● **DATASET**:
:::

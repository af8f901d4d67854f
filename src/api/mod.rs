//! API 路由模块
//!
//! # 结构
//!
//! - [`health`] - 健康检查
//! - [`products`] - 商品与库存接口
//! - [`orders`] - 订单接口 (下单、取消、状态、折扣预览)
//! - [`student_verifications`] - 学生认证接口
//! - [`hero_images`] - 促销横幅接口

pub mod health;

// Data models API
pub mod hero_images;
pub mod orders;
pub mod products;
pub mod student_verifications;

use crate::auth::CurrentUser;
use crate::utils::{AppError, AppResult};

/// 管理员角色检查 (角色在 JWT claims 里)
pub fn require_admin(user: &CurrentUser) -> AppResult<()> {
    if user.is_admin() {
        Ok(())
    } else {
        Err(AppError::Forbidden("Admin access required".to_string()))
    }
}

:::

● **EXERCISE DESCRIPTION**:
Reproduce all of the records, keeping every character unchanged.

● **RESULT FOR THIS TASK**:
repository af8f901d4d67854f
filename src/api/mod.rs
//! API 路由模块
//!
//! # 结构
//!
//! - [`health`] - 健康检查
//! - [`products`] - 商品与库存接口
//! - [`orders`] - 订单接口 (下单、取消、状态、折扣预览)
//! - [`student_verifications`] - 学生认证接口
//! - [`hero_images`] - 促销横幅接口

pub mod health;

// Data models API
pub mod hero_images;
pub mod orders;
pub mod products;
pub mod student_verifications;

use crate::auth::CurrentUser;
use crate::utils::{AppError, AppResult};

/// 管理员角色检查 (角色在 JWT claims 里)
pub fn require_admin(user: &CurrentUser) -> AppResult<()> {
    if user.is_admin() {
        Ok(())
    } else {
        Err(AppError::Forbidden("Admin access required".to_string()))
    }
}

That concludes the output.